Fertilisation : premiers résultats RSH
Les reliquats sortie d’hiver (RSH) sont effectués sur les parcelles de céréales avant le premier apport d’azote. Sur les premières parcelles déjà analysées par la chambre d’agriculture en Vendée sur une profondeur de 60 cm, les résultats montrent des reliquats plutôt faibles, avec 30 uN de moyenne. Les céréales ont consommé plus d’azote pendant l’automne que les années précédentes grâce à une fin d’année favorable à la pousse, ce qui a permis un fort tallage. Dans de nombreux cas, l’apport tallage n’est donc pas nécessaire et impossible actuellement pour de nombreuses parcelles car non accessibles dues à la pluviométrie actuelle. Le stade clef du premier apport sera le stade épi 1cm. Si vous utilisez de l’urée, anticipez cet apport d’une dizaine de jours afin que l’azote soit assimilable par la plante.
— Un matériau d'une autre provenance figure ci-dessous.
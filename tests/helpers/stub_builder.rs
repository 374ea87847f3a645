//! Builders with scripted results for exercising the assembler.

use super::mock_notifier::RecordingNotifier;
use alertdispatch::core::{Notifier, NotifyOutcome};
use alertdispatch::notification::{BuiltNotifier, ChannelBuilder, DefaultBuilder, MultiError};
use alertdispatch::receiver::{ChannelConfig, ChannelKind, ConfigError, ReceiverConfig};
use alertdispatch::template::Template;
use std::sync::{Arc, Mutex};

/// A channel builder that validates each config and counts its invocations.
#[derive(Default)]
pub struct CountingBuilder {
    pub built: Mutex<Vec<ChannelConfig>>,
}

impl CountingBuilder {
    pub fn calls(&self) -> usize {
        self.built.lock().unwrap().len()
    }
}

impl ChannelBuilder for CountingBuilder {
    fn build(
        &self,
        config: &ChannelConfig,
        _template: &Arc<Template>,
    ) -> Result<Arc<dyn Notifier>, ConfigError> {
        self.built.lock().unwrap().push(config.clone());
        config.validate()?;
        Ok(RecordingNotifier::new(NotifyOutcome::delivered()))
    }
}

/// A default builder that returns a canned result and records the exclusions
/// it was asked to honour.
pub struct StubDefaultBuilder {
    kinds: Vec<(ChannelKind, usize)>,
    error: Option<MultiError>,
    pub excluded: Mutex<Vec<Vec<ChannelKind>>>,
}

impl StubDefaultBuilder {
    /// Yields one notifier per `(kind, index)` pair, ignoring exclusions.
    pub fn returning(kinds: Vec<(ChannelKind, usize)>) -> Self {
        Self {
            kinds,
            error: None,
            excluded: Mutex::new(Vec::new()),
        }
    }

    pub fn failing(error: MultiError) -> Self {
        Self {
            kinds: Vec::new(),
            error: Some(error),
            excluded: Mutex::new(Vec::new()),
        }
    }
}

struct AlwaysResolved;

impl alertdispatch::core::ResolvedSender for AlwaysResolved {
    fn send_resolved(&self) -> bool {
        true
    }
}

impl DefaultBuilder for StubDefaultBuilder {
    fn build(
        &self,
        _receiver: &ReceiverConfig,
        _template: &Arc<Template>,
        excluded: &[ChannelKind],
    ) -> Result<Vec<BuiltNotifier>, MultiError> {
        self.excluded.lock().unwrap().push(excluded.to_vec());
        if let Some(err) = &self.error {
            return Err(err.clone());
        }
        Ok(self
            .kinds
            .iter()
            .map(|(kind, index)| BuiltNotifier {
                notifier: RecordingNotifier::new(NotifyOutcome::delivered()),
                resolved_sender: Arc::new(AlwaysResolved),
                kind: *kind,
                index: *index,
            })
            .collect())
    }
}
//! Construction and decoration of receiver integrations.
//!
//! A receiver config is turned into a list of [`Integration`] handles, one per
//! configured channel instance, each addressable by its [`IntegrationId`] and
//! wrapped so every dispatch call is logged before and after delivery.
pub mod assembler;
pub mod builder;
pub mod error;
pub mod identity;
pub mod integration;
pub mod log_notifier;
pub mod msteamsv2;
pub mod observed;

pub use assembler::Assembler;
pub use builder::{BuiltNotifier, ChannelBuilder, ChannelRegistry, DefaultBuilder};
pub use error::{AssembleError, BuildError, MultiError};
pub use identity::IntegrationId;
pub use integration::Integration;
pub use log_notifier::{LogNotifier, LogNotifierBuilder};
pub use msteamsv2::MsTeamsV2Builder;
pub use observed::ObservedNotifier;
Pour une bonne efficience, une pluie d’environ 10 mm est idéale pour faire fondre l’azote et la rendre disponible aux racines. Il est encore possible d’effectuer les prélèvements pour mesurer le RSH. Pour cela, attendez que la parcelle soit ressuyée afin de ne pas fausser les résultats.
Adrien de BEUKELAER – Chambre d’agriculture Pays de la Loire
Effets des pluies de janvier sur les céréales
Depuis l’épisode neigeux de début janvier, les pluies se succèdent non sans conséquences sur des parcelles de céréales hydromorphes. Alors que les céréales présentaient un bel aspect en décembre, il peut en être autrement en ce début février.
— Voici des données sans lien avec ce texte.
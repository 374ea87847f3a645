#![allow(dead_code)]
pub mod mock_notifier;
pub mod stub_builder;

use alertdispatch::receiver::{
    EmailConfig, MsTeamsV2Config, ReceiverConfig, WebhookConfig,
};

pub fn email(to: &str) -> EmailConfig {
    EmailConfig {
        to: to.to_string(),
        ..Default::default()
    }
}

pub fn webhook(url: &str) -> WebhookConfig {
    WebhookConfig {
        send_resolved: true,
        url: url.to_string(),
        max_alerts: 0,
    }
}

pub fn teams(url: &str) -> MsTeamsV2Config {
    MsTeamsV2Config {
        send_resolved: true,
        webhook_url: url.to_string(),
        title: None,
        text: None,
    }
}

/// A receiver with `emails` email instances and the given Teams webhook URLs.
pub fn receiver(name: &str, emails: usize, teams_urls: &[&str]) -> ReceiverConfig {
    let mut receiver = ReceiverConfig::new(name);
    receiver.email_configs = (0..emails)
        .map(|i| email(&format!("ops{}@example.com", i)))
        .collect();
    receiver.msteamsv2_configs = teams_urls.iter().map(|url| teams(url)).collect();
    receiver
}
//! Dedicated builder for Microsoft Teams (workflows) integrations.
//!
//! Replaces the default `msteamsv2` builder so every instance carries the
//! title-link template used for the card heading.

use crate::core::Notifier;
use crate::notification::builder::ChannelBuilder;
use crate::notification::log_notifier::LogNotifier;
use crate::receiver::{ChannelConfig, ChannelKind, ConfigError};
use crate::template::Template;
use std::sync::Arc;
use tracing::debug;

pub const DEFAULT_TITLE_LINK_TEMPLATE: &str = r#"{{ template "msteamsv2.default.titleLink" . }}"#;

/// Name of the definition the default title link refers to.
pub const TITLE_LINK_DEFINITION: &str = "msteamsv2.default.titleLink";

#[derive(Debug, Clone)]
pub struct MsTeamsV2Builder {
    title_link_template: String,
}

impl MsTeamsV2Builder {
    pub fn new(title_link_template: impl Into<String>) -> Self {
        Self {
            title_link_template: title_link_template.into(),
        }
    }
}

impl Default for MsTeamsV2Builder {
    fn default() -> Self {
        Self::new(DEFAULT_TITLE_LINK_TEMPLATE)
    }
}

impl ChannelBuilder for MsTeamsV2Builder {
    fn build(
        &self,
        config: &ChannelConfig,
        template: &Arc<Template>,
    ) -> Result<Arc<dyn Notifier>, ConfigError> {
        let ChannelConfig::MsTeamsV2(teams) = config else {
            return Err(ConfigError::Invalid {
                field: "msteamsv2_configs",
                reason: format!("expected an msteamsv2 config, got {}", config.kind()),
            });
        };
        config.validate()?;

        if self.title_link_template.contains(TITLE_LINK_DEFINITION)
            && template.definition(TITLE_LINK_DEFINITION).is_none()
        {
            debug!(
                definition = TITLE_LINK_DEFINITION,
                "Title link definition not loaded, falling back to the external URL"
            );
        }

        let title = teams.title.as_deref().unwrap_or("");
        let detail = format!("title={:?} title_link={}", title, self.title_link_template);
        Ok(Arc::new(
            LogNotifier::new(ChannelKind::MsTeamsV2).with_detail(detail),
        ))
    }
}
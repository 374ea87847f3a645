//! Notifiers that record what they were asked to deliver.

use alertdispatch::core::{Alert, Notifier, NotifyContext, NotifyOutcome};
use async_trait::async_trait;
use std::sync::{
    atomic::{AtomicUsize, Ordering},
    Arc, Mutex,
};
use tokio::sync::Barrier;

/// Returns a fixed outcome and keeps every batch it received.
#[derive(Debug)]
pub struct RecordingNotifier {
    pub outcome: NotifyOutcome,
    pub batches: Mutex<Vec<Vec<Alert>>>,
    pub in_flight: AtomicUsize,
    pub max_in_flight: AtomicUsize,
    gate: Option<Barrier>,
}

impl RecordingNotifier {
    pub fn new(outcome: NotifyOutcome) -> Arc<Self> {
        Arc::new(Self::build(outcome, None))
    }

    /// Holds every call until `parties` calls are in flight at once.
    pub fn gated(outcome: NotifyOutcome, parties: usize) -> Arc<Self> {
        Arc::new(Self::build(outcome, Some(Barrier::new(parties))))
    }

    fn build(outcome: NotifyOutcome, gate: Option<Barrier>) -> Self {
        Self {
            outcome,
            batches: Mutex::new(Vec::new()),
            in_flight: AtomicUsize::new(0),
            max_in_flight: AtomicUsize::new(0),
            gate,
        }
    }

    pub fn calls(&self) -> usize {
        self.batches.lock().unwrap().len()
    }
}

#[async_trait]
impl Notifier for RecordingNotifier {
    async fn notify(&self, _ctx: &NotifyContext, alerts: &[Alert]) -> NotifyOutcome {
        let current = self.in_flight.fetch_add(1, Ordering::SeqCst) + 1;
        self.max_in_flight.fetch_max(current, Ordering::SeqCst);
        match &self.gate {
            Some(gate) => {
                gate.wait().await;
            }
            None => tokio::task::yield_now().await,
        }
        self.batches.lock().unwrap().push(alerts.to_vec());
        self.in_flight.fetch_sub(1, Ordering::SeqCst);
        self.outcome.clone()
    }
}
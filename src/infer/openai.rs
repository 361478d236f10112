use serde::{Deserialize, Serialize};

use super::{ApiError, ChatCompletion, Message, config};

pub const ROLE_SYSTEM: &str = "system";
pub const ROLE_USER: &str = "user";

#[derive(Debug, Serialize)]
pub struct OpenAIRequest<'a> {
    pub model: &'a str,
    pub messages: &'a [OpenAIMessage<'a>],
}

#[derive(Debug, Serialize)]
pub struct OpenAIMessage<'a> {
    pub role: &'static str,
    pub content: &'a str,
}

impl<'a> From<&'a Message> for OpenAIMessage<'a> {
    fn from(message: &'a Message) -> Self {
        Self {
            role: message.role.into_role_str(),
            content: &message.content,
        }
    }
}

#[derive(Debug, Deserialize)]
struct OpenAIResponseMessage {
    #[serde(default)]
    content: Option<Box<str>>,
}

#[derive(Debug, Deserialize)]
struct OpenAIResponse {
    choices: Vec<OpenAIChoice>,
}

#[derive(Debug, Deserialize)]
struct OpenAIChoice {
    #[serde(default)]
    message: Option<OpenAIResponseMessage>,
}

#[derive(Debug, Deserialize)]
pub struct OpenAIError {
    pub error: OpenAIErrorDetail,
}

/// OpenAI sends `{"error": {"message": ...}}`, some compatible servers send a
/// bare string.
#[derive(Debug, Deserialize)]
#[serde(untagged)]
pub enum OpenAIErrorDetail {
    Object { message: String },
    Text(String),
}

impl OpenAIErrorDetail {
    pub fn into_message(self) -> String {
        match self {
            Self::Object { message } | Self::Text(message) => message,
        }
    }
}

/// Turns a raw response into the first choice's text.
///
/// Error bodies and non-2xx statuses are errors; a well-formed body with no
/// choices, a choice without a message, or null or empty content is `Ok(None)`.
pub fn parse_completion(status: u16, body: &str) -> Result<Option<Box<str>>, ApiError> {
    // Try parsing as error response first
    if let Ok(error_response) = serde_json::from_str::<OpenAIError>(body) {
        return Err(ApiError::from(error_response));
    }
    if !(200..300).contains(&status) {
        return Err(ApiError::UnexpectedStatus(status));
    }

    let response: OpenAIResponse = serde_json::from_str(body)?;
    Ok(response
        .choices
        .into_iter()
        .next()
        .and_then(|choice| choice.message)
        .and_then(|message| message.content)
        .filter(|content| !content.is_empty()))
}

#[derive(Debug, Clone)]
pub struct OpenAIClient {
    http: reqwest::Client,
    url: Box<str>,
    model: Box<str>,
}

impl OpenAIClient {
    pub fn new(url: impl Into<Box<str>>, model: impl Into<Box<str>>) -> Self {
        Self {
            http: reqwest::Client::new(),
            url: url.into(),
            model: model.into(),
        }
    }

    pub fn model(&self) -> &str {
        &self.model
    }

    pub fn url(&self) -> &str {
        &self.url
    }
}

impl Default for OpenAIClient {
    fn default() -> Self {
        Self::new(
            config::CHAT_COMPLETIONS_URL.clone(),
            config::DEFAULT_MODEL.clone(),
        )
    }
}

impl ChatCompletion for OpenAIClient {
    async fn complete(
        &self,
        credential: &str,
        messages: &[Message],
    ) -> Result<Option<Box<str>>, ApiError> {
        let messages: Vec<OpenAIMessage> = messages.iter().map(OpenAIMessage::from).collect();
        let openai_request = OpenAIRequest {
            model: &self.model,
            messages: &messages,
        };

        let response = self
            .http
            .post(&*self.url)
            .bearer_auth(credential)
            .json(&openai_request)
            .send()
            .await?;
        let status = response.status().as_u16();
        let response_text = response.text().await?;

        parse_completion(status, &response_text)
    }
}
Les symptômes d’asphyxie, c’est-à-dire un jaunissement des vieilles feuilles, va s’observer en premier lieu où l’eau stagne : zones tassées derrière les roues, les chaintres, zones plus argileuses, zones en absence de pente ne permettant pas l’évacuation…
Dans ces zones, seul l’assainissement va permettre une amélioration de la santé des plantes. En aucun cas, l’apport de phosphore ou d’ammonitrate n’améliorera la situation car il ne s’agit pas d’un problème de carence liée à un mauvais enracinement mais plutôt d’asphyxie racinaire. D’un point de vue économique, un apport de phosphore à 700 €/T ne sera pas rentable et pourra éventuellement partiellement être efficace dans le seul cas où l’analyse de terre démontre un déficit de cet élément.
Pour preuve d’un enracinement correct, Arvalis a relevé sur la station de la Jaillère (44), sur un blé semé au 16 octobre, des racines qui descendaient à 70 cm au 15 décembre et 80 cm au 15 janvier.
Il faut avoir en tête qu’un apport trop anticipé sera très faiblement valorisé (30-40%) puisqu’il y a peu de besoin pour la plante et qu’il augmentera le risque de verse.